The poem is not just about an infantile game, but it is about life. The problems which the boy deals after planning to hide in the shed represents the obstructions a man has to face with while strolling down the street, a man chooses in life. But the boy's persistency to win and prosper allows him to be strong enough to defeat all his difficulties. The other boys who are the competitors, they are described as "prowling" alike as if they were hunting animals waiting to attack on their target when it is unconscious. Such are the difficulties life heaves in a man's approach, but if, like the boy, a man has a preplanned aim in mind, then it is not difficult to pull through difficulties.
This poem is just like "half past two", where both poems show the difficulties and loneliness in childhood. In both the poems child's point of view is put forward by the poet.
The third poem "Once Upon a Time" was written by Gabriel Okara, who is an African writer. This is similar to other poems as they all concentrate on the growing up or childhood.
The name of the poem, "Once Upon A Time", has extraordinary significance to the beginning of every fairy tale. It was probably chosen by poet, as the man in the poem enunciates his wish to go, "back in time", and regains his child-like innocence and faultless behaviour.
The poem tells the communication between an elderly father and son, where the father wishes to acquire from his son. The poem "Once Upon A Time" starts by the father expressing his son in what way the people, or "they or, "used to laugh with their hearts" which means they used to enjoy and cherish their lives; they had fun. He then changes on to say that currently they only, "laugh with their teeth, while their ice-block cold eyes search behind his shadow" which tells us that that now writer talks about adulthood and they now do not continue their enjoyable life. They laugh mechanically and there is lack of communication like they are dead. This creates very contrary, forged and wrong feelings and it is a very harsh delineation. This affects the nature of the poem that now becomes atrocious and painful.

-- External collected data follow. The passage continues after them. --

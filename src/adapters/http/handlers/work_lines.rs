use actix_web::{HttpResponse, web};
use std::sync::Arc;
use uuid::Uuid;
use validator::Validate;

use crate::{
  adapters::http::{
    dtos::{CreateWorkLineRequest, UpdateWorkLineRequest, WorkLineQuery},
    errors::ApiError,
  },
  application::billing::*,
};

/// List work lines, optionally for one customer, with the pending total
/// GET /api/v1/work-lines?customer_id=
pub async fn list_work_lines_handler(
  query: web::Query<WorkLineQuery>,
  use_case: web::Data<Arc<ListWorkLinesUseCase>>,
) -> Result<HttpResponse, ApiError> {
  let response = use_case
    .execute(ListWorkLinesCommand {
      customer_id: query.customer_id,
    })
    .await?;

  Ok(HttpResponse::Ok().json(response))
}

/// Record delivered work
/// POST /api/v1/work-lines
pub async fn create_work_line_handler(
  request: web::Json<CreateWorkLineRequest>,
  use_case: web::Data<Arc<AddWorkLineUseCase>>,
) -> Result<HttpResponse, ApiError> {
  request.validate()?;
  let request = request.into_inner();

  let line = use_case
    .execute(AddWorkLineCommand {
      customer_id: request.customer_id,
      item_id: request.item_id,
      qty: request.qty,
      price: request.price,
      notes: request.notes,
      work_date: request.work_date,
    })
    .await?;

  Ok(HttpResponse::Created().json(line))
}

/// Edit an unbilled work line
/// PUT /api/v1/work-lines/{id}
pub async fn update_work_line_handler(
  line_id: web::Path<Uuid>,
  request: web::Json<UpdateWorkLineRequest>,
  use_case: web::Data<Arc<UpdateWorkLineUseCase>>,
) -> Result<HttpResponse, ApiError> {
  request.validate()?;
  let request = request.into_inner();

  let line = use_case
    .execute(UpdateWorkLineCommand {
      line_id: line_id.into_inner(),
      qty: request.qty,
      price: request.price,
      notes: request.notes,
      work_date: request.work_date,
    })
    .await?;

  Ok(HttpResponse::Ok().json(line))
}

/// Delete an unbilled work line
/// DELETE /api/v1/work-lines/{id}
pub async fn delete_work_line_handler(
  line_id: web::Path<Uuid>,
  use_case: web::Data<Arc<DeleteWorkLineUseCase>>,
) -> Result<HttpResponse, ApiError> {
  use_case
    .execute(DeleteWorkLineCommand {
      line_id: line_id.into_inner(),
    })
    .await?;

  Ok(HttpResponse::NoContent().finish())
}
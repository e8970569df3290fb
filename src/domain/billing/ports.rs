use async_trait::async_trait;
use uuid::Uuid;

use super::entities::{Customer, Invoice, InvoiceDraft, Item, WorkLine};
use super::errors::BillingError;
use super::printable::PrintableInvoice;

#[async_trait]
pub trait CustomerRepository: Send + Sync {
  async fn create(&self, customer: Customer) -> Result<Customer, BillingError>;
  async fn update(&self, customer: Customer) -> Result<Customer, BillingError>;
  async fn find_by_id(&self, id: Uuid) -> Result<Option<Customer>, BillingError>;
  /// Newest first.
  async fn list(&self) -> Result<Vec<Customer>, BillingError>;
  async fn delete(&self, id: Uuid) -> Result<(), BillingError>;
  /// True while any work line or invoice references the customer.
  async fn has_references(&self, id: Uuid) -> Result<bool, BillingError>;
}

#[async_trait]
pub trait ItemRepository: Send + Sync {
  async fn create(&self, item: Item) -> Result<Item, BillingError>;
  async fn update(&self, item: Item) -> Result<Item, BillingError>;
  async fn find_by_id(&self, id: Uuid) -> Result<Option<Item>, BillingError>;
  /// Newest first.
  async fn list(&self) -> Result<Vec<Item>, BillingError>;
  async fn delete(&self, id: Uuid) -> Result<(), BillingError>;
  async fn has_work_lines(&self, id: Uuid) -> Result<bool, BillingError>;
}

/// Every listing returns lines by work date, then creation order.
#[async_trait]
pub trait WorkLineRepository: Send + Sync {
  async fn create(&self, line: WorkLine) -> Result<WorkLine, BillingError>;
  async fn update(&self, line: WorkLine) -> Result<WorkLine, BillingError>;
  async fn find_by_id(&self, id: Uuid) -> Result<Option<WorkLine>, BillingError>;
  async fn delete(&self, id: Uuid) -> Result<(), BillingError>;
  async fn list(&self) -> Result<Vec<WorkLine>, BillingError>;
  async fn list_by_invoice(&self, invoice_id: Uuid) -> Result<Vec<WorkLine>, BillingError>;
  async fn list_unbilled_by_customer(
    &self,
    customer_id: Uuid,
  ) -> Result<Vec<WorkLine>, BillingError>;
}

#[async_trait]
pub trait InvoiceRepository: Send + Sync {
  async fn find_by_id(&self, id: Uuid) -> Result<Option<Invoice>, BillingError>;
  /// Most recently issued first.
  async fn list(&self) -> Result<Vec<Invoice>, BillingError>;
}

/// Transactional boundary around invoice issuance and reversal.
///
/// Implementations must make each call all-or-nothing: either the invoice
/// exists and every listed line points at it, or nothing changed.
#[async_trait]
pub trait InvoiceLedger: Send + Sync {
  /// Reserves the next number of the draft's issue year, stores the invoice
  /// and claims every line in `draft.line_ids`. Fails with
  /// `BillingError::Consistency` if any of those lines is no longer an
  /// unbilled line of the customer.
  async fn issue(&self, draft: InvoiceDraft) -> Result<Invoice, BillingError>;

  /// Releases every line claimed by the invoice, then deletes it. Returns
  /// the number of released lines.
  async fn reverse(&self, invoice_id: Uuid) -> Result<u64, BillingError>;
}

pub trait InvoiceRenderer: Send + Sync {
  fn render(&self, invoice: &PrintableInvoice) -> Result<String, BillingError>;
}
//! Application layer
//!
//! This layer contains use cases that orchestrate domain logic to implement
//! application-specific workflows. Use cases coordinate the billing service,
//! the state mirror, and the print renderer to fulfill business requirements.

pub mod billing;
pub mod mirror;
use serde::Deserialize;
use std::sync::Arc;
use uuid::Uuid;

use super::dtos::CustomerDto;
use crate::application::mirror::StateMirror;
use crate::domain::billing::{BillingError, BillingService, CustomerDetails, CustomerName};

#[derive(Debug, Deserialize)]
pub struct UpdateCustomerCommand {
  pub customer_id: Uuid,
  pub name: String,
  pub tax_id: Option<String>,
  pub address: Option<String>,
  pub city: Option<String>,
  pub postal_code: Option<String>,
  pub province: Option<String>,
  pub phone: Option<String>,
}

pub struct UpdateCustomerUseCase {
  billing_service: Arc<BillingService>,
  mirror: Arc<StateMirror>,
}

impl UpdateCustomerUseCase {
  pub fn new(billing_service: Arc<BillingService>, mirror: Arc<StateMirror>) -> Self {
    Self {
      billing_service,
      mirror,
    }
  }

  pub async fn execute(&self, command: UpdateCustomerCommand) -> Result<CustomerDto, BillingError> {
    let name = CustomerName::new(command.name)?;
    let details = CustomerDetails::new(
      command.tax_id,
      command.address,
      command.city,
      command.postal_code,
      command.province,
      command.phone,
    );

    let customer = self
      .billing_service
      .update_customer(command.customer_id, name, details)
      .await?;
    self.mirror.invalidate().await;

    Ok(customer.into())
  }
}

The portrait smile is a symbolic act of something that is not felt, but done purely for the sake of it. "Homeface, officeface, streetface, hostface, cocktailface, with all their conforming smiles like a fixed portrait smile."

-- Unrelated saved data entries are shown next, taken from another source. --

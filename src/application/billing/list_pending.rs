use chrono::{NaiveDate, Utc};
use rust_decimal::Decimal;
use serde::Serialize;
use std::sync::Arc;
use uuid::Uuid;

use super::dtos::WorkLineDto;
use crate::application::mirror::StateMirror;
use crate::domain::billing::aggregation::compute_total;
use crate::domain::billing::{BillingError, BillingService};

#[derive(Debug, Serialize)]
pub struct PendingCustomerDto {
  pub customer_id: Uuid,
  pub customer_name: Option<String>,
  pub line_count: usize,
  pub total: Decimal,
}

#[derive(Debug, Serialize)]
pub struct ListPendingResponse {
  pub customers: Vec<PendingCustomerDto>,
  pub next_invoice_number: String,
}

#[derive(Debug, Serialize)]
pub struct CustomerPendingResponse {
  pub customer_id: Uuid,
  pub lines: Vec<WorkLineDto>,
  pub total: Decimal,
  pub next_invoice_number: String,
}

/// Issuance screen data: who has something to bill and how much.
pub struct ListPendingUseCase {
  billing_service: Arc<BillingService>,
  mirror: Arc<StateMirror>,
}

impl ListPendingUseCase {
  pub fn new(billing_service: Arc<BillingService>, mirror: Arc<StateMirror>) -> Self {
    Self {
      billing_service,
      mirror,
    }
  }

  pub async fn execute(&self) -> Result<ListPendingResponse, BillingError> {
    let summaries = self.billing_service.pending_summaries().await?;
    let snapshot = self.mirror.snapshot().await?;

    let mut customers = summaries
      .into_iter()
      .map(|s| PendingCustomerDto {
        customer_id: s.customer_id,
        customer_name: snapshot.customer_name(s.customer_id).map(str::to_string),
        line_count: s.line_count,
        total: s.total,
      })
      .collect::<Vec<_>>();
    customers.sort_by(|a, b| a.customer_name.cmp(&b.customer_name));

    Ok(ListPendingResponse {
      customers,
      next_invoice_number: self.preview(today()).await?,
    })
  }

  pub async fn for_customer(
    &self,
    customer_id: Uuid,
  ) -> Result<CustomerPendingResponse, BillingError> {
    self.billing_service.get_customer(customer_id).await?;
    let mut pending = self.billing_service.pending_by_customer().await?;
    let lines = pending.remove(&customer_id).unwrap_or_default();
    let total = compute_total(&lines);

    Ok(CustomerPendingResponse {
      customer_id,
      lines: lines.into_iter().map(WorkLineDto::from).collect(),
      total,
      next_invoice_number: self.preview(today()).await?,
    })
  }

  async fn preview(&self, today: NaiveDate) -> Result<String, BillingError> {
    Ok(
      self
        .billing_service
        .preview_next_invoice_number(today)
        .await?
        .to_string(),
    )
  }
}

fn today() -> NaiveDate {
  Utc::now().date_naive()
}
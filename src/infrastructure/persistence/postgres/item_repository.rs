use async_trait::async_trait;
use chrono::{DateTime, Utc};
use rust_decimal::Decimal;
use sqlx::{FromRow, PgPool};
use uuid::Uuid;

use crate::domain::billing::{BillingError, Item, ItemName, Price, ports::ItemRepository};

#[derive(Debug, FromRow)]
struct ItemRow {
  id: Uuid,
  name: String,
  price: Decimal,
  sku: Option<String>,
  created_at: DateTime<Utc>,
}

impl TryFrom<ItemRow> for Item {
  type Error = BillingError;

  fn try_from(row: ItemRow) -> Result<Self, Self::Error> {
    Ok(Item {
      id: row.id,
      name: ItemName::new(row.name)?,
      price: Price::new(row.price)?,
      sku: row.sku,
      created_at: row.created_at,
    })
  }
}

pub struct PostgresItemRepository {
  pool: PgPool,
}

impl PostgresItemRepository {
  pub fn new(pool: PgPool) -> Self {
    Self { pool }
  }
}

#[async_trait]
impl ItemRepository for PostgresItemRepository {
  async fn create(&self, item: Item) -> Result<Item, BillingError> {
    let row = sqlx::query_as::<_, ItemRow>(
      r#"
            INSERT INTO items (id, name, price, sku, created_at)
            VALUES ($1, $2, $3, $4, $5)
            RETURNING id, name, price, sku, created_at
            "#,
    )
    .bind(item.id)
    .bind(item.name.value())
    .bind(item.price.value())
    .bind(&item.sku)
    .bind(item.created_at)
    .fetch_one(&self.pool)
    .await?;

    row.try_into()
  }

  async fn update(&self, item: Item) -> Result<Item, BillingError> {
    let row = sqlx::query_as::<_, ItemRow>(
      r#"
            UPDATE items
            SET name = $2, price = $3, sku = $4
            WHERE id = $1
            RETURNING id, name, price, sku, created_at
            "#,
    )
    .bind(item.id)
    .bind(item.name.value())
    .bind(item.price.value())
    .bind(&item.sku)
    .fetch_optional(&self.pool)
    .await?
    .ok_or(BillingError::ItemNotFound(item.id))?;

    row.try_into()
  }

  async fn find_by_id(&self, id: Uuid) -> Result<Option<Item>, BillingError> {
    let row = sqlx::query_as::<_, ItemRow>(
      r#"
            SELECT id, name, price, sku, created_at
            FROM items
            WHERE id = $1
            "#,
    )
    .bind(id)
    .fetch_optional(&self.pool)
    .await?;

    row.map(|r| r.try_into()).transpose()
  }

  async fn list(&self) -> Result<Vec<Item>, BillingError> {
    let rows = sqlx::query_as::<_, ItemRow>(
      r#"
            SELECT id, name, price, sku, created_at
            FROM items
            ORDER BY created_at DESC
            "#,
    )
    .fetch_all(&self.pool)
    .await?;

    rows.into_iter().map(|r| r.try_into()).collect()
  }

  async fn delete(&self, id: Uuid) -> Result<(), BillingError> {
    sqlx::query("DELETE FROM items WHERE id = $1")
      .bind(id)
      .execute(&self.pool)
      .await?;

    Ok(())
  }

  async fn has_work_lines(&self, id: Uuid) -> Result<bool, BillingError> {
    let used = sqlx::query_scalar::<_, bool>(
      "SELECT EXISTS(SELECT 1 FROM work_lines WHERE item_id = $1)",
    )
    .bind(id)
    .fetch_one(&self.pool)
    .await?;

    Ok(used)
  }
}

#[cfg(test)]
mod tests {
  use super::*;
  use crate::infrastructure::persistence::postgres::test_support::setup_test_db;
  use rust_decimal_macros::dec;

  #[tokio::test]
  async fn test_price_keeps_precision() {
    let (pool, _container) = setup_test_db().await;
    let repo = PostgresItemRepository::new(pool);

    let item = repo
      .create(Item::new(
        ItemName::new("Tornillería".to_string()).unwrap(),
        Price::new(dec!(0.125)).unwrap(),
        Some("TOR-01".to_string()),
      ))
      .await
      .unwrap();

    let found = repo.find_by_id(item.id).await.unwrap().unwrap();
    assert_eq!(found.price.value(), dec!(0.125));
    assert_eq!(found.sku.as_deref(), Some("TOR-01"));
  }

  #[tokio::test]
  async fn test_update_and_delete() {
    let (pool, _container) = setup_test_db().await;
    let repo = PostgresItemRepository::new(pool);

    let mut item = repo
      .create(Item::new(
        ItemName::new("Hora de oficial".to_string()).unwrap(),
        Price::new(dec!(28)).unwrap(),
        None,
      ))
      .await
      .unwrap();

    item.update(item.name.clone(), Price::new(dec!(30)).unwrap(), None);
    let updated = repo.update(item.clone()).await.unwrap();
    assert_eq!(updated.price.value(), dec!(30));
    assert!(!repo.has_work_lines(item.id).await.unwrap());

    repo.delete(item.id).await.unwrap();
    assert!(repo.list().await.unwrap().is_empty());
  }
}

"Goodbye" is an expression that means "see you again". Its meaning has declined to "Good-riddance" which means "don't come again or never meets again". The poet wants to explain by this that everything is faked and is depressed of what he is done.
The author explains to his son that he wants to relearn and re-understand everything and become like him. The man disbelieves even his eidetic image, his reflection "for my laugh in the mirror shows only my teeth like a snake's bare fangs". At last it then shows the man showing his dissatisfaction as he states, "I want to be what I used to be when I was like you", showing that he wants to be straightforward and trustworthy again. He regrets adulthood and wants to cherish his childhood life with fun and reality.
This poem links to both "Hide and seek" and "Half-Past Two" as they both concentrate on childhood life and all three poems together give the reflection of the process of growing up in "Once upon a time".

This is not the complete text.